## [Problem description]
In the data that follows, how many lines contain the word "handlers"? Give only that number.

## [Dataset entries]
⁂
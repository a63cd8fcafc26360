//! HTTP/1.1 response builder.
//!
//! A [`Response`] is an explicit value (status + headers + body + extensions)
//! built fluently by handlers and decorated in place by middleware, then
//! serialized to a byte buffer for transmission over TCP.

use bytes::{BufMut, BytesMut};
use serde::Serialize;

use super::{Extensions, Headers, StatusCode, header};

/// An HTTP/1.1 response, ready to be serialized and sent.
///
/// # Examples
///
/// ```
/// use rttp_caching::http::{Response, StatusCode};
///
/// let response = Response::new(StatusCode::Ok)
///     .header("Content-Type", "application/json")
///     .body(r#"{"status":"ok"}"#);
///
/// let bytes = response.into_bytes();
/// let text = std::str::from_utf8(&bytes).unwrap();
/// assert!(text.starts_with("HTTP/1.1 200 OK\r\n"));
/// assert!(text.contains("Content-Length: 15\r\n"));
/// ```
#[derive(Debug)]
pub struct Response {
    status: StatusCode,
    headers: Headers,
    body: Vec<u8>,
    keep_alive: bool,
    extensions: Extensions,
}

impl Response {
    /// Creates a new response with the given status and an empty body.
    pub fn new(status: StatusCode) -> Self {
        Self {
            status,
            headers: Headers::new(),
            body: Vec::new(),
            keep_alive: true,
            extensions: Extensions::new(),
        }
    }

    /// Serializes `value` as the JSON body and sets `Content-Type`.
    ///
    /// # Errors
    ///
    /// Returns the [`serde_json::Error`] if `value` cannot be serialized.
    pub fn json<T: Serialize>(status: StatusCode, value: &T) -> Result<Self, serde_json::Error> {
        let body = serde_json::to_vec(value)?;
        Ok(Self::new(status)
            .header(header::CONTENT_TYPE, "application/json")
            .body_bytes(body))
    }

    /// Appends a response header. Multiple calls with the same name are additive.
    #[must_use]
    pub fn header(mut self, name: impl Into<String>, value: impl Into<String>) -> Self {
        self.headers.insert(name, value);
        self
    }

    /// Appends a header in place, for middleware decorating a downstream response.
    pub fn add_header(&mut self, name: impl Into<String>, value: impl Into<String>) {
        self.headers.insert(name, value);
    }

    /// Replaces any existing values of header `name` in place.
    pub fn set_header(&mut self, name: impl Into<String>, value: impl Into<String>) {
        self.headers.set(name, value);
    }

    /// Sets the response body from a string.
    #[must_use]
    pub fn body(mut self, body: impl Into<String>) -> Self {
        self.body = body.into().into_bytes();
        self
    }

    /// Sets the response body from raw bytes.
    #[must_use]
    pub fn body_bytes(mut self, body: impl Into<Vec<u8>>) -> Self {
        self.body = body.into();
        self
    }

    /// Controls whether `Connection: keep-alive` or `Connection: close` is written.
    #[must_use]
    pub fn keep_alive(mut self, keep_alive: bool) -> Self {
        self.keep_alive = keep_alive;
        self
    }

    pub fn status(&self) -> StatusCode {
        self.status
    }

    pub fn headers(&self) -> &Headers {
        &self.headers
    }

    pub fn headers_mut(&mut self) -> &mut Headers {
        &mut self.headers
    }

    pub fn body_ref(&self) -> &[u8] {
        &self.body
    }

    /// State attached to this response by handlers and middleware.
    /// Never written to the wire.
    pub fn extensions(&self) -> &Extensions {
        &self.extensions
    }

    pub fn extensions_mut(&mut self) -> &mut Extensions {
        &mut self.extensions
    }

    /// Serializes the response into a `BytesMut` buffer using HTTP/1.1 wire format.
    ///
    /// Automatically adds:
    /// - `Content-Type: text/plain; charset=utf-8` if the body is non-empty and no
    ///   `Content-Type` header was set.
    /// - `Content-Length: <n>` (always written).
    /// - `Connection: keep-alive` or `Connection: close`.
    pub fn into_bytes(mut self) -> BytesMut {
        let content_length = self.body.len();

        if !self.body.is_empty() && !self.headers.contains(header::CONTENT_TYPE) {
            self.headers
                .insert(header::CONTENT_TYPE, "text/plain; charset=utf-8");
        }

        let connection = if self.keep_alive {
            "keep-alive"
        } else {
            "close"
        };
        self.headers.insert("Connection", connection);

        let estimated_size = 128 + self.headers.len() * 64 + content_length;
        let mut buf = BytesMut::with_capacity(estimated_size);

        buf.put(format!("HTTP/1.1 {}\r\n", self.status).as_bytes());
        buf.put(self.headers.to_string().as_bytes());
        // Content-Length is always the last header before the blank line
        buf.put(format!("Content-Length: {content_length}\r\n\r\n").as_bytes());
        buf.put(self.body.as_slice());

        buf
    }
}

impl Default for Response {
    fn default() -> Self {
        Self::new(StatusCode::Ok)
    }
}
⁂
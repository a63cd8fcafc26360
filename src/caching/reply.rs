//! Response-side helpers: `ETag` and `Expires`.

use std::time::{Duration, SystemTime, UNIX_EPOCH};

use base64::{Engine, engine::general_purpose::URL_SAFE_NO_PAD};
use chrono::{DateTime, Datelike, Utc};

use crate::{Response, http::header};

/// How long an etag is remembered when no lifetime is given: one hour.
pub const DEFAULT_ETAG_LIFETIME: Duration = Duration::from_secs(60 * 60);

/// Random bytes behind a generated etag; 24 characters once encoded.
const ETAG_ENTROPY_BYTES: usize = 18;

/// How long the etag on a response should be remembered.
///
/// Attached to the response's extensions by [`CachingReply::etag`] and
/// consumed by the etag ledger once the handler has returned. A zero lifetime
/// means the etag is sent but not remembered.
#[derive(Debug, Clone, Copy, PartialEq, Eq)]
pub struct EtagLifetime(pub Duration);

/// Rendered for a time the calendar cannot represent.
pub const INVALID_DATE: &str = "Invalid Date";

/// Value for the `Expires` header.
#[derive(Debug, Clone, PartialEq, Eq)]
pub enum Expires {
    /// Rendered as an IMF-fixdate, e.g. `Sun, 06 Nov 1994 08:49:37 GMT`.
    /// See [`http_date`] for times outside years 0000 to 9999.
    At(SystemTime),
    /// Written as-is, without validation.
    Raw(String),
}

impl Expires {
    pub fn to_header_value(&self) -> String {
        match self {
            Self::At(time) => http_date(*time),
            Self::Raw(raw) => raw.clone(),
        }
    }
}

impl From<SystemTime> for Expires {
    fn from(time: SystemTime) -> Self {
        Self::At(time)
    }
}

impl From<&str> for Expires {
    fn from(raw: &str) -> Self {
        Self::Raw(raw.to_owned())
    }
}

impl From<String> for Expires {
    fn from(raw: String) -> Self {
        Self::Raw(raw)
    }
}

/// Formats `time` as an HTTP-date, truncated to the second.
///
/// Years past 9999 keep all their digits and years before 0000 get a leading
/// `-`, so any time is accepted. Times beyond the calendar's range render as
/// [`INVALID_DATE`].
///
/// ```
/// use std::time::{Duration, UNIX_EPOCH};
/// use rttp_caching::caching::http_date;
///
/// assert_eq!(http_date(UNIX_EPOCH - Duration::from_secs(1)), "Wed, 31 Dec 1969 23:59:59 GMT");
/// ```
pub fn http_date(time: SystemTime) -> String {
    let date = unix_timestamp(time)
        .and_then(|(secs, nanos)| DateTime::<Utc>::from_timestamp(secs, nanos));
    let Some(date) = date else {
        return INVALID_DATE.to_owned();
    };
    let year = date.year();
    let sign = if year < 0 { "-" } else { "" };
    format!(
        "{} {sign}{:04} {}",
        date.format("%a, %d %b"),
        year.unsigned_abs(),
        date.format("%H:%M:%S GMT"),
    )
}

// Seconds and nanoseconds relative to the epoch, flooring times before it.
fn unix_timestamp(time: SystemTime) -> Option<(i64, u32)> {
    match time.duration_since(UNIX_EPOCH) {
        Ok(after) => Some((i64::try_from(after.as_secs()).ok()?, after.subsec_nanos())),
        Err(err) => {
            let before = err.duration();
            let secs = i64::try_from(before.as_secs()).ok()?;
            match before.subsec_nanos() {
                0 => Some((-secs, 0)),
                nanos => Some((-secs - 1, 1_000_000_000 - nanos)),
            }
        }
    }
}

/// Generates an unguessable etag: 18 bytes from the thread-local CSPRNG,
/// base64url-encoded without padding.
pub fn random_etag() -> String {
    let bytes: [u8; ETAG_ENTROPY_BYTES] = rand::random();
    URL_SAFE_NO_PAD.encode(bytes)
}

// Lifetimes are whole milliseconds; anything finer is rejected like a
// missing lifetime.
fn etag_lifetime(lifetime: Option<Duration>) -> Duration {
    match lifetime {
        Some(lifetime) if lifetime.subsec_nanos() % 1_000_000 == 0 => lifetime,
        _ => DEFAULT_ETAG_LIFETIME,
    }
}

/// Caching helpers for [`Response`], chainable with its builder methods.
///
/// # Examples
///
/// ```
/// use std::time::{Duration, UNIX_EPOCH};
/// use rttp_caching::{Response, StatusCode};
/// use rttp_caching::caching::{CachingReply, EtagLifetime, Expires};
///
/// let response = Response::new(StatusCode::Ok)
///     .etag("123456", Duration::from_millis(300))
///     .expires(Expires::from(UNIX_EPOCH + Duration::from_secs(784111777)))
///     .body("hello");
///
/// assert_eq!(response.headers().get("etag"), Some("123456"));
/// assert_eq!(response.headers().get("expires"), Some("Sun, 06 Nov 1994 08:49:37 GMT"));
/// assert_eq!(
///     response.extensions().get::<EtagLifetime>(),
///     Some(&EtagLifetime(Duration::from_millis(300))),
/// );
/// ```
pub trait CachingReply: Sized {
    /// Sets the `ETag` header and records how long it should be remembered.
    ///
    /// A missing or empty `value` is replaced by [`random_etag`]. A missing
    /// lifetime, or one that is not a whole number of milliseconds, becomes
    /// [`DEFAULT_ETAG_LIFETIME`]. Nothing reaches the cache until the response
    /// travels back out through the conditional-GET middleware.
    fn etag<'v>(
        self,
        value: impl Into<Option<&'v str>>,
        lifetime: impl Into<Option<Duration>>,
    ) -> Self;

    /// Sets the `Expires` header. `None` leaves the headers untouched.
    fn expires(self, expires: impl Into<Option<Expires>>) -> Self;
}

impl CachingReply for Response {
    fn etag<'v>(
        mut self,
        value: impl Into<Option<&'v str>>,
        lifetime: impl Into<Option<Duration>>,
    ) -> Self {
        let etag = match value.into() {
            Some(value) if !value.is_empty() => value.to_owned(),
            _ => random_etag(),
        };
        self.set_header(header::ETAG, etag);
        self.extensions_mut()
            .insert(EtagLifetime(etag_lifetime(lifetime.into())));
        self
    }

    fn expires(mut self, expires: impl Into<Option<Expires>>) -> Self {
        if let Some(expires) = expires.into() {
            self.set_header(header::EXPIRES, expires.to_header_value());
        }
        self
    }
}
⁂
## [Answer for this exercise]
2